Dialysis patients have suboptimal response towards hepatitis B virus (HBV) vaccine and intradermal hepatitis B virus vaccination has been used to improve the response rate; however, its efficacy remains unclear.
Meta-analysis of controlled trials comparing intradermal vs. intramuscular vaccine against HBV among chronic kidney disease patients.
Twelve studies involving 640 unique patients were included if they had controlled design, intervention and control group patients received intradermal or intramuscular vaccine against HBV, respectively. Patients were followed for a minimum of 7 months after the first vaccine dose.
Main outcome measures
The odds ratio of failure to respond to HBV vaccine among patients who received vaccine by intradermal vs. intramuscular route was the end point of interest. It was calculated at completion of HBV vaccination and over follow-up.

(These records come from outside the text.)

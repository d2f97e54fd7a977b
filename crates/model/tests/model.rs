use lens_frontend::parser::Access;
use lens_frontend::{DiagnosticKind, Frontend, FrontendConfig, InMemoryResolver, Severity};
use lens_model::{
    CallGraph, Complexity, EdgeKind, EdgeTarget, ModelBuilder, ProcedureKind, ProgramModel,
};
use pretty_assertions::assert_eq;

fn model(unit: &str, text: &str) -> ProgramModel {
    let config = FrontendConfig::default();
    let resolver = InMemoryResolver::new();
    let frontend = Frontend::new(&config, &resolver);
    ModelBuilder::new()
        .analyze(&frontend, unit, None, text)
        .unwrap()
}

fn kinds(model: &ProgramModel) -> Vec<DiagnosticKind> {
    model.diagnostics.iter().map(|d| d.kind).collect()
}

const BALANCE: &str = "\
\x20      IDENTIFICATION DIVISION.
       PROGRAM-ID. BALUPD.
       DATA DIVISION.
       WORKING-STORAGE SECTION.
       01  CUSTOMER-REC.
           05  BALANCE          PIC 9(7)V99.
       PROCEDURE DIVISION.
       MAIN-PARA.
           PERFORM UPDATE-BALANCE.
           PERFORM MISSING-PARA.
           STOP RUN.
       UPDATE-BALANCE.
           ADD 100 TO BALANCE.
";

#[test]
fn balance_nests_under_customer_record() {
    let model = model("BALUPD", BALANCE);
    assert_eq!(model.program_id.as_deref(), Some("BALUPD"));

    let ids = model.items_named("balance");
    assert_eq!(ids.len(), 1);
    let balance = model.item(ids[0]).unwrap();
    let parent = model.item(balance.parent.unwrap()).unwrap();
    assert_eq!(parent.name.as_deref(), Some("CUSTOMER-REC"));
    assert_eq!(balance.qualified_name(), "BALANCE OF CUSTOMER-REC");
    assert!(parent.is_group(&model.items));

    let update = model.procedure("UPDATE-BALANCE").unwrap();
    assert_eq!(update.accesses.len(), 1);
    assert_eq!(update.accesses[0].item.resolved, vec![balance.id]);
    assert_eq!(update.accesses[0].access, Access::ReadWrite);
    assert_eq!(update.accesses[0].verb, "ADD");
}

#[test]
fn missing_perform_target_is_an_unresolved_edge() {
    let model = model("BALUPD", BALANCE);

    let edges: Vec<_> = model.outgoing("MAIN-PARA").collect();
    assert_eq!(edges.len(), 2);
    assert_eq!(
        edges[0].target,
        EdgeTarget::Resolved {
            key: "UPDATE-BALANCE".to_string()
        }
    );
    assert_eq!(
        edges[1].target,
        EdgeTarget::Unresolved {
            name: "MISSING-PARA".to_string()
        }
    );

    let dangling: Vec<_> = model
        .diagnostics
        .iter()
        .filter(|d| d.kind == DiagnosticKind::DanglingTarget)
        .collect();
    assert_eq!(dangling.len(), 1);
    assert_eq!(dangling[0].severity, Severity::Warning);
    assert_eq!(dangling[0].range.line, 10);
    assert!(model.has_diagnostics());
}

#[test]
fn rebuilding_is_byte_identical() {
    let first = serde_json::to_string(&model("BALUPD", BALANCE)).unwrap();
    let second = serde_json::to_string(&model("BALUPD", BALANCE)).unwrap();
    assert_eq!(first, second);
}

const DATA_QUIRKS: &str = "\
\x20      IDENTIFICATION DIVISION.
       PROGRAM-ID. QUIRKS.
       DATA DIVISION.
       WORKING-STORAGE SECTION.
       01  ORDER-REC.
           05  ORDER-ID         PIC 9(6).
           05  ORDER-LINE.
               10  ITEM-QTY     PIC 9(3).
             07  ODD-LEVEL      PIC X.
           05  STATUS-CODE      PIC X.
               88  STATUS-OK    VALUE 'Y'.
       01  CUSTOMER-REC.
           05  ORDER-ID         PIC 9(6).
       01  WS-DATE-X REDEFINES WS-DATE.
           05  WS-YEAR          PIC 9(4).
       01  WS-DATE              PIC 9(8).
       01  WS-DATE-Y REDEFINES WS-DATE PIC X(8).
       01  WS-TABLE.
           05  WS-ENTRY OCCURS 1 TO 10 DEPENDING ON WS-MISSING PIC X.
           05  WS-ROW OCCURS 1 TO 10 DEPENDING ON WS-COUNT PIC X.
       77  WS-COUNT             PIC 9(2).
";

#[test]
fn duplicate_names_need_qualification() {
    let model = model("QUIRKS", DATA_QUIRKS);
    assert_eq!(model.program_id.as_deref(), Some("QUIRKS"));
    assert_eq!(model.resolve_item("ORDER-ID", &[]).len(), 2);

    let qualified = model.resolve_item("order-id", &["CUSTOMER-REC".to_string()]);
    assert_eq!(qualified.len(), 1);
    let item = model.item(qualified[0]).unwrap();
    assert_eq!(item.qualification, vec!["CUSTOMER-REC".to_string()]);
}

#[test]
fn parent_chains_strictly_decrease_in_level() {
    let model = model("QUIRKS", DATA_QUIRKS);
    for item in &model.items {
        let mut level = item.level;
        for ancestor in model.parent_chain(item.id) {
            assert!(ancestor.level < level, "{} under {}", item.qualified_name(), ancestor.qualified_name());
            level = ancestor.level;
        }
    }

    let condition = model.item(model.items_named("STATUS-OK")[0]).unwrap();
    assert!(condition.is_condition());
    let owner = model.item(condition.parent.unwrap()).unwrap();
    assert_eq!(owner.name.as_deref(), Some("STATUS-CODE"));
}

#[test]
fn data_quirks_are_reported_not_fatal() {
    let model = model("QUIRKS", DATA_QUIRKS);
    let kinds = kinds(&model);
    assert!(kinds.contains(&DiagnosticKind::LevelNesting));
    assert_eq!(
        kinds
            .iter()
            .filter(|k| **k == DiagnosticKind::UnresolvedRedefines)
            .count(),
        1
    );
    assert_eq!(
        kinds
            .iter()
            .filter(|k| **k == DiagnosticKind::UnresolvedOccursCounter)
            .count(),
        1
    );

    let forward = model.item(model.items_named("WS-DATE-X")[0]).unwrap();
    let redefines = forward.redefines.as_ref().unwrap();
    assert!(redefines.resolved.is_empty());

    let backward = model.item(model.items_named("WS-DATE-Y")[0]).unwrap();
    let target = backward.redefines.as_ref().unwrap().unique().unwrap();
    assert!(target < backward.id);
    assert_eq!(model.item(target).unwrap().name.as_deref(), Some("WS-DATE"));

    let row = model.item(model.items_named("WS-ROW")[0]).unwrap();
    let occurs = row.occurs.as_ref().unwrap();
    assert!(occurs.is_variable());
    let counter = occurs.depending_on.as_ref().unwrap().unique().unwrap();
    assert_eq!(model.item(counter).unwrap().level, 77);
}

const CONTROL: &str = "\
\x20      IDENTIFICATION DIVISION.
       PROGRAM-ID. CONTROL1.
       DATA DIVISION.
       WORKING-STORAGE SECTION.
       01  WS-I                 PIC 9(2).
       PROCEDURE DIVISION.
       MAIN SECTION.
       START-UP.
           PERFORM STEP-A THRU STEP-C.
           PERFORM VARYING WS-I FROM 1 BY 1 UNTIL WS-I > 3
               PERFORM STEP-B
           END-PERFORM.
           GO TO FINISH.
       STEP-A.
           PERFORM STEP-B.
       STEP-B.
           PERFORM STEP-A.
       STEP-C.
           CALL 'SUBPGM' USING WS-I.
       FINISH.
           STOP RUN.
       AUX SECTION.
       STEP-A.
           EXIT.
";

#[test]
fn procedure_keys_are_scoped_and_stable() {
    let model = model("CONTROL1", CONTROL);
    assert_eq!(model.program_id.as_deref(), Some("CONTROL1"));
    let keys: Vec<&str> = model.procedures.iter().map(|p| p.key.as_str()).collect();
    assert_eq!(
        keys,
        vec![
            "MAIN",
            "MAIN::START-UP",
            "MAIN::START-UP::perform#1",
            "MAIN::STEP-A",
            "MAIN::STEP-B",
            "MAIN::STEP-C",
            "MAIN::FINISH",
            "AUX",
            "AUX::STEP-A",
        ]
    );
    let inline = model.procedure("MAIN::START-UP::perform#1").unwrap();
    assert_eq!(inline.kind, ProcedureKind::InlinePerform);
    assert_eq!(inline.parent.as_deref(), Some("MAIN::START-UP"));
    assert_eq!(model.metrics.sections, 2);
    assert_eq!(model.metrics.paragraphs, 6);
}

#[test]
fn same_section_paragraph_wins_over_other_sections() {
    let model = model("CONTROL1", CONTROL);
    let from_b: Vec<_> = model.outgoing("MAIN::STEP-B").collect();
    assert_eq!(from_b.len(), 1);
    assert_eq!(from_b[0].target.resolved_key(), Some("MAIN::STEP-A"));
    assert!(!kinds(&model).contains(&DiagnosticKind::AmbiguousTarget));

    let thru = model
        .outgoing("MAIN::START-UP")
        .find(|e| e.kind == EdgeKind::Perform)
        .unwrap();
    assert_eq!(thru.thru.as_ref().and_then(EdgeTarget::resolved_key), Some("MAIN::STEP-C"));
}

#[test]
fn calls_are_external_links() {
    let model = model("CONTROL1", CONTROL);
    assert_eq!(model.external_calls, vec!["SUBPGM".to_string()]);
    let call = model
        .outgoing("MAIN::STEP-C")
        .find(|e| e.kind == EdgeKind::Call)
        .unwrap();
    assert_eq!(
        call.target,
        EdgeTarget::External {
            program: "SUBPGM".to_string()
        }
    );
    let info = model
        .diagnostics
        .iter()
        .find(|d| d.kind == DiagnosticKind::ExternalCall)
        .unwrap();
    assert_eq!(info.severity, Severity::Info);
}

#[test]
fn call_graph_finds_perform_cycles_and_reachability() {
    let model = model("CONTROL1", CONTROL);
    let graph = CallGraph::build(&model);

    assert_eq!(
        graph.perform_cycles(),
        vec![vec!["MAIN::STEP-A".to_string(), "MAIN::STEP-B".to_string()]]
    );

    let reached = graph.reachable_from("MAIN::STEP-A").unwrap();
    assert_eq!(
        reached.into_iter().collect::<Vec<_>>(),
        vec!["MAIN::STEP-A".to_string(), "MAIN::STEP-B".to_string()]
    );

    // THRU expands to every paragraph in the range
    let callees = graph.callees("MAIN::START-UP").unwrap();
    assert_eq!(
        callees,
        vec![
            "MAIN::FINISH",
            "MAIN::START-UP::perform#1",
            "MAIN::STEP-A",
            "MAIN::STEP-B",
            "MAIN::STEP-C",
        ]
    );
    assert!(!graph.reachable_from("MAIN::FINISH").unwrap().contains("MAIN::FINISH"));
    assert!(graph.reachable_from("NOPE").is_err());
}

#[test]
fn ambiguous_target_keeps_every_candidate() {
    let model = model(
        "AMBIG",
        "\
\x20      IDENTIFICATION DIVISION.
       PROGRAM-ID. AMBIG.
       PROCEDURE DIVISION.
       FIRST-SEC SECTION.
       DUP-PARA.
           EXIT.
       SECOND-SEC SECTION.
       DUP-PARA.
           EXIT.
       THIRD-SEC SECTION.
       CALLER.
           PERFORM DUP-PARA.
",
    );
    assert_eq!(model.program_id.as_deref(), Some("AMBIG"));
    let edge = model.outgoing("THIRD-SEC::CALLER").next().unwrap();
    assert_eq!(
        edge.target,
        EdgeTarget::Ambiguous {
            name: "DUP-PARA".to_string(),
            candidates: vec![
                "FIRST-SEC::DUP-PARA".to_string(),
                "SECOND-SEC::DUP-PARA".to_string(),
            ],
        }
    );
    assert!(kinds(&model).contains(&DiagnosticKind::AmbiguousTarget));
}

#[test]
fn metrics_follow_decisions_and_items() {
    let model = model("CONTROL1", CONTROL);
    assert_eq!(model.metrics.data_items, 1);
    // the inline PERFORM VARYING is the only decision
    assert_eq!(model.metrics.decisions, 1);
    assert_eq!(model.metrics.complexity(), Complexity::Low);
    assert_eq!(model.metrics.source_lines, 24);
}

const NUMBERED: &str = "\
\x20      IDENTIFICATION DIVISION.
       PROGRAM-ID. NUMBERED.
       PROCEDURE DIVISION.
       0100.
           PERFORM 0200 THRU 0300.
           STOP RUN.
       0200.
           PERFORM 0900.
       0300.
           EXIT.
";

#[test]
fn numeric_paragraph_names_are_procedures() {
    let model = model("NUMBERED", NUMBERED);
    assert_eq!(model.program_id.as_deref(), Some("NUMBERED"));
    let keys: Vec<&str> = model.procedures.iter().map(|p| p.key.as_str()).collect();
    assert_eq!(keys, vec!["0100", "0200", "0300"]);
    assert!(!kinds(&model).contains(&DiagnosticKind::OpaqueStatement));

    let perform = model.outgoing("0100").next().unwrap();
    assert_eq!(perform.target.resolved_key(), Some("0200"));
    assert_eq!(perform.thru.as_ref().and_then(EdgeTarget::resolved_key), Some("0300"));

    let dangling = model.outgoing("0200").next().unwrap();
    assert_eq!(
        dangling.target,
        EdgeTarget::Unresolved {
            name: "0900".to_string()
        }
    );
}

Pooling of study results demonstrated a decreased risk of failure to respond to HBV vaccine among patients who were vaccinated by intradermal vs. intramuscular route (pooled odds ratio at completion of vaccine protocol: 0.36; 95% CI: 0.21–0.62; test of study heterogeneity, P =0.089). This difference did not occur over follow-up (6–60 months after completing vaccine schedule; pooled odds ratio: 1.1; 95% CI: 0.47–2.5).
Dialysis patients show higher seroprotection after intradermal than intramuscular vaccination schedules; this was not apparent over follow-up. Further studies are warranted to assess if the higher seroprotection rates obtained by intradermal route translates into reduced incidence of de novo HBV virus among chronic kidney disease patients.